Two salt bridges Q28-N207 and E29-R257 regulate GTPase and ATPase activities of EcHflX. (A) Residues constituting the salt bridges R114-D251 (blue asterisks), E29-R257 (black asterisks) and N207-Q28 (red asterisks) are shown in the multiple sequence alignment of representative HflX homologues (the corresponding gi numbers may be found in Supplementary Material). Numbers on the top (correspond to EcHflX) indicate regions containing these residues. Of these, E29, R114, D251, R257 and N207 are conserved among the HflX homologues. Q28 (first red asterisk from left) is not strictly conserved but is often a residue capable of forming a hydrogen bond via–OH group. (B) Interactions R114-D251, Q28-N207 and E29-R257 between ND2 (brown-red) and the ND1 (purple) in the homology model of EcHflX are shown. Disrupting the salt bridge R114-D251 did not affect ATP/GTP hydrolysis activities by EcHflX (see Supplementary Figure S4). (C) GTP (blue) and ATP (red) hydrolysis activities by HflX-WT and mutants HflX-Q28A and HflX-E29A are shown. Activity of HflX-WT was normalized to 100%. (D and E) Ability of HflX mutants to bind fluorescently labeled nucleotides, mant-ADP (D) and mant-GDP (E) was assessed by comparing fluorescence emission (arbitrary units) by the mant group in the presence and absence of the proteins, similarly as in Figure 2C. The inset shows the spectra recorded for the various constructs and are demarcated by corresponding numbers. Buffer control indicates only the buffer was present, and protein control implies the free protein (without mant-nucleotides).

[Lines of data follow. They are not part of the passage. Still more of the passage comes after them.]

#[async_trait]
impl RecordStore for MemoryRecordStore {
    async fn find_admin_by_username(&self, username: &str) -> Result<Option<Admin>, StoreError> {
        let tables = self.tables.lock().await;
        Ok(tables.admins.iter().find(|a| a.username == username).cloned())
    }

    async fn find_lecturer_by_email(&self, email: &str) -> Result<Option<Lecturer>, StoreError> {
        let tables = self.tables.lock().await;
        Ok(tables
            .lecturers
            .iter()
            .find(|l| l.email.eq_ignore_ascii_case(email))
            .cloned())
    }

    async fn find_student_by_code(
        &self,
        student_code: &str,
    ) -> Result<Option<Student>, StoreError> {
        let tables = self.tables.lock().await;
        Ok(tables
            .students
            .iter()
            .find(|s| s.student_code == student_code && s.is_active)
            .cloned())
    }

    async fn get_admin(&self, id: AdminId) -> Result<Admin, StoreError> {
        let tables = self.tables.lock().await;
        tables
            .admins
            .iter()
            .find(|a| a.id == id)
            .cloned()
            .ok_or(StoreError::NotFound)
    }

    async fn get_lecturer(&self, id: LecturerId) -> Result<Lecturer, StoreError> {
        let tables = self.tables.lock().await;
        tables
            .lecturers
            .iter()
            .find(|l| l.id == id)
            .cloned()
            .ok_or(StoreError::NotFound)
    }

    async fn get_student(&self, id: StudentId) -> Result<Student, StoreError> {
        let tables = self.tables.lock().await;
        tables
            .students
            .iter()
            .find(|s| s.id == id)
            .cloned()
            .ok_or(StoreError::NotFound)
    }

    async fn update_password(
        &self,
        account: Account,
        password_hash: &str,
    ) -> Result<(), StoreError> {
        let mut tables = self.tables.lock().await;
        let now = Utc::now();
        let (password, updated_at) = match account {
            Account::Admin(id) => tables
                .admins
                .iter_mut()
                .find(|a| a.id == id)
                .map(|a| (&mut a.password, &mut a.updated_at)),
            Account::Lecturer(id) => tables
                .lecturers
                .iter_mut()
                .find(|l| l.id == id)
                .map(|l| (&mut l.password, &mut l.updated_at)),
            Account::Student(id) => tables
                .students
                .iter_mut()
                .find(|s| s.id == id)
                .map(|s| (&mut s.password, &mut s.updated_at)),
        }
        .ok_or(StoreError::NotFound)?;

        *password = password_hash.to_string();
        *updated_at = Some(now);
        Ok(())
    }

    async fn get_session_offering(
        &self,
        id: SessionOfferingId,
    ) -> Result<SessionOffering, StoreError> {
        let tables = self.tables.lock().await;
        tables
            .offerings
            .iter()
            .find(|o| o.id == id)
            .cloned()
            .ok_or(StoreError::NotFound)
    }

    async fn list_offerings_by_lecturer(
        &self,
        lecturer_id: LecturerId,
        page: &PaginationParams,
    ) -> Result<Vec<SessionOffering>, StoreError> {
        let tables = self.tables.lock().await;
        let rows = tables
            .offerings
            .iter()
            .filter(|o| o.lecturer_id == lecturer_id)
            .cloned()
            .collect();
        Ok(page_of(rows, page))
    }

    async fn get_intake(&self, id: IntakeId) -> Result<Intake, StoreError> {
        let tables = self.tables.lock().await;
        tables
            .intakes
            .iter()
            .find(|i| i.id == id)
            .cloned()
            .ok_or(StoreError::NotFound)
    }

    async fn find_active_enrollment(
        &self,
        student_id: StudentId,
        session_offering_id: SessionOfferingId,
    ) -> Result<Option<Enrollment>, StoreError> {
        let tables = self.tables.lock().await;
        Ok(tables
            .enrollments
            .iter()
            .find(|e| {
                e.student_id == student_id
                    && e.session_offering_id == session_offering_id
                    && e.is_active()
            })
            .cloned())
    }

    async fn create_enrollment(
        &self,
        student_id: StudentId,
        session_offering_id: SessionOfferingId,
        actor: Uuid,
    ) -> Result<(Enrollment, ResultRecord), StoreError> {
        let mut tables = self.tables.lock().await;

        let duplicate = tables.enrollments.iter().any(|e| {
            e.student_id == student_id
                && e.session_offering_id == session_offering_id
                && e.is_active()
        });
        if duplicate {
            return Err(StoreError::Conflict(
                "active enrollment already exists".to_string(),
            ));
        }

        let now = Utc::now();
        let enrollment = Enrollment {
            id: EnrollmentId::new(),
            session_offering_id,
            student_id,
            is_delete: false,
            created_by: actor,
            created_at: now,
            updated_by: None,
            updated_at: None,
        };
        let result = ResultRecord {
            id: ResultId::new(),
            enrollment_id: enrollment.id,
            marks: None,
            grade: None,
            is_delete: false,
            created_by: actor,
            created_at: now,
            updated_by: None,
            updated_at: None,
        };

        tables.enrollments.push(enrollment.clone());
        tables.results.push(result.clone());

        Ok((enrollment, result))
    }

    async fn get_enrollment(&self, id: EnrollmentId) -> Result<Enrollment, StoreError> {
        let tables = self.tables.lock().await;
        tables
            .enrollments
            .iter()
            .find(|e| e.id == id && e.is_active())
            .cloned()
            .ok_or(StoreError::NotFound)
    }

    async fn withdraw_enrollment(&self, id: EnrollmentId, actor: Uuid) -> Result<u64, StoreError> {
        let mut tables = self.tables.lock().await;
        let now = Utc::now();

        let enrollment = tables
            .enrollments
            .iter_mut()
            .find(|e| e.id == id && e.is_active())
            .ok_or(StoreError::NotFound)?;
        enrollment.is_delete = true;
        enrollment.updated_by = Some(actor);
        enrollment.updated_at = Some(now);

        let mut withdrawn = 0;
        for result in tables
            .results
            .iter_mut()
            .filter(|r| r.enrollment_id == id && !r.is_delete)
        {
            result.is_delete = true;
            result.updated_by = Some(actor);
            result.updated_at = Some(now);
            withdrawn += 1;
        }

        Ok(withdrawn)
    }

    async fn list_enrollments_by_student(
        &self,
        student_id: StudentId,
        page: &PaginationParams,
    ) -> Result<Vec<Enrollment>, StoreError> {
        let tables = self.tables.lock().await;
        let rows = tables
            .enrollments
            .iter()
            .filter(|e| e.student_id == student_id && e.is_active())
            .cloned()
            .collect();
        Ok(page_of(rows, page))
    }

    async fn list_enrollments_by_offering(
        &self,
        session_offering_id: SessionOfferingId,
        page: &PaginationParams,
    ) -> Result<Vec<Enrollment>, StoreError> {
        let tables = self.tables.lock().await;
        let rows = tables
            .enrollments
            .iter()
            .filter(|e| e.session_offering_id == session_offering_id && e.is_active())
            .cloned()
            .collect();
        Ok(page_of(rows, page))
    }

    async fn get_result(&self, id: ResultId) -> Result<ResultRecord, StoreError> {
        let tables = self.tables.lock().await;
        tables
            .results
            .iter()
            .find(|r| r.id == id && !r.is_delete)
            .cloned()
            .ok_or(StoreError::NotFound)
    }

    async fn list_results_by_enrollment(
        &self,
        enrollment_id: EnrollmentId,
    ) -> Result<Vec<ResultRecord>, StoreError> {
        let tables = self.tables.lock().await;
        Ok(tables
            .results
            .iter()
            .filter(|r| r.enrollment_id == enrollment_id && !r.is_delete)
            .cloned()
            .collect())
    }

    async fn list_results_by_student(
        &self,
        student_id: StudentId,
        page: &PaginationParams,
    ) -> Result<Vec<ResultRecord>, StoreError> {
        let tables = self.tables.lock().await;
        let rows = tables
            .results
            .iter()
            .filter(|r| !r.is_delete)
            .filter(|r| {
                tables
                    .enrollments
                    .iter()
                    .any(|e| e.id == r.enrollment_id && e.student_id == student_id && e.is_active())
            })
            .cloned()
            .collect();
        Ok(page_of(rows, page))
    }

    async fn update_result_marks(
        &self,
        id: ResultId,
        marks: i32,
        grade: Grade,
        actor: Uuid,
    ) -> Result<ResultRecord, StoreError> {
        let mut tables = self.tables.lock().await;
        let result = tables
            .results
            .iter_mut()
            .find(|r| r.id == id && !r.is_delete)
            .ok_or(StoreError::NotFound)?;

        result.marks = Some(marks);
        result.grade = Some(grade);
        result.updated_by = Some(actor);
        result.updated_at = Some(Utc::now());

        Ok(result.clone())
    }

    async fn create_class_with_attendance(
        &self,
        session_offering_id: SessionOfferingId,
        date: NaiveDate,
        actor: Uuid,
    ) -> Result<(ClassMeeting, Vec<Attendance>), StoreError> {
        let mut tables = self.tables.lock().await;
        let now = Utc::now();

        let class = ClassMeeting {
            id: ClassMeetingId::new(),
            session_offering_id,
            date,
            is_delete: false,
            created_by: actor,
            created_at: now,
            updated_by: None,
            updated_at: None,
        };

        let attendances: Vec<Attendance> = tables
            .enrollments
            .iter()
            .filter(|e| e.session_offering_id == session_offering_id && e.is_active())
            .map(|e| Attendance {
                id: AttendanceId::new(),
                class_meeting_id: class.id,
                student_id: e.student_id,
                attended: false,
                created_by: actor,
                created_at: now,
                updated_by: None,
                updated_at: None,
            })
            .collect();

        tables.classes.push(class.clone());
        tables.attendances.extend(attendances.iter().cloned());

        Ok((class, attendances))
    }

    async fn get_class(&self, id: ClassMeetingId) -> Result<ClassMeeting, StoreError> {
        let tables = self.tables.lock().await;
        tables
            .classes
            .iter()
            .find(|c| c.id == id && !c.is_delete)
            .cloned()
            .ok_or(StoreError::NotFound)
    }

    async fn list_classes_by_offering(
        &self,
        session_offering_id: SessionOfferingId,
        page: &PaginationParams,
    ) -> Result<Vec<ClassMeeting>, StoreError> {
        let tables = self.tables.lock().await;
        let rows = tables
            .classes
            .iter()
            .filter(|c| c.session_offering_id == session_offering_id && !c.is_delete)
            .cloned()
            .collect();
        Ok(page_of(rows, page))
    }

    async fn list_attendance_by_class(
        &self,
        class_meeting_id: ClassMeetingId,
    ) -> Result<Vec<Attendance>, StoreError> {
        let tables = self.tables.lock().await;
        Ok(tables
            .attendances
            .iter()
            .filter(|a| a.class_meeting_id == class_meeting_id)
            .cloned()
            .collect())
    }

    async fn get_attendance(&self, id: AttendanceId) -> Result<Attendance, StoreError> {
        let tables = self.tables.lock().await;
        tables
            .attendances
            .iter()
            .find(|a| a.id == id)
            .cloned()
            .ok_or(StoreError::NotFound)
    }

    async fn update_attendance(
        &self,
        id: AttendanceId,
        attended: bool,
        actor: Uuid,
    ) -> Result<Attendance, StoreError> {
        let mut tables = self.tables.lock().await;
        let attendance = tables
            .attendances
            .iter_mut()
            .find(|a| a.id == id)
            .ok_or(StoreError::NotFound)?;

        attendance.attended = attended;
        attendance.updated_by = Some(actor);
        attendance.updated_at = Some(Utc::now());

        Ok(attendance.clone())
    }
}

The ATP and GTP hydrolysis of HflX-R114A was found comparable with HflX-WT (Supplementary Figure S4A). Interestingly, the ATPase activity of HflX-E29A was ∼5-fold higher than HflX-WT, whereas its GTPase activity was similar (Figure 4C). In contrast, for HflX-Q28A both GTP and ATP hydrolysis increased by ∼3-fold (compared with HflX-WT). Thus, amongst the three interactions identified at the interface, two were found to have regulatory effects on the nucleotide hydrolysis activities in HflX. To see the combined effect of disrupting both of the salt bridges, a double mutant, HflX-Q28A-E29A was created. Although qualitative, it appears that the increase in GTPase and ATPase activities seen for this mutant shows an almost additive effect of the activities of the single mutants HflX-Q28A and HflX-E29A (Figure 4C).

Mutations Q28A and E29A enhance ATPase and/or GTPase activities. To further inquire whether the increase in activities are associated with a change in nucleotide binding, fluorescence nucleotide binding assays were performed by incubating fluorescently labeled mant-ADP and mant-GDP with HflX-WT and mutant proteins. In separate experiments, when the mutant HflX-Q28A was incubated with mant-ADP and with mant-GDP, an increase in fluorescence was observed as compared with the HflX-WT (Figure 4D and E). This suggests a better binding of ATP and GTP by HflX when the interaction Q28-N207 is disrupted. In contrast, for the mutant HflX-E29A, an increase in fluorescence was observed (in comparison with HflX-WT) with mant-ADP but not with mant-GDP (Figure 4D and E). On the other hand, the double mutant HflX-Q28A-E29A displays a higher binding for both GTP and ATP than either of the single mutants. Similar nucleotide binding experiments with HflX-R114A mutant did not show any appreciable increase in nucleotide binding (S4B-C). Although qualitative, these experiments indicate that the differences in GTPase/ATPase activities arise due to altered nucleotide binding by the mutants. Altogether, these data suggest that the salt bridges, E29-R257 and Q28-N207, contribute to inter-domain regulation and affect nucleotide hydrolysis activities at ND1 and ND2.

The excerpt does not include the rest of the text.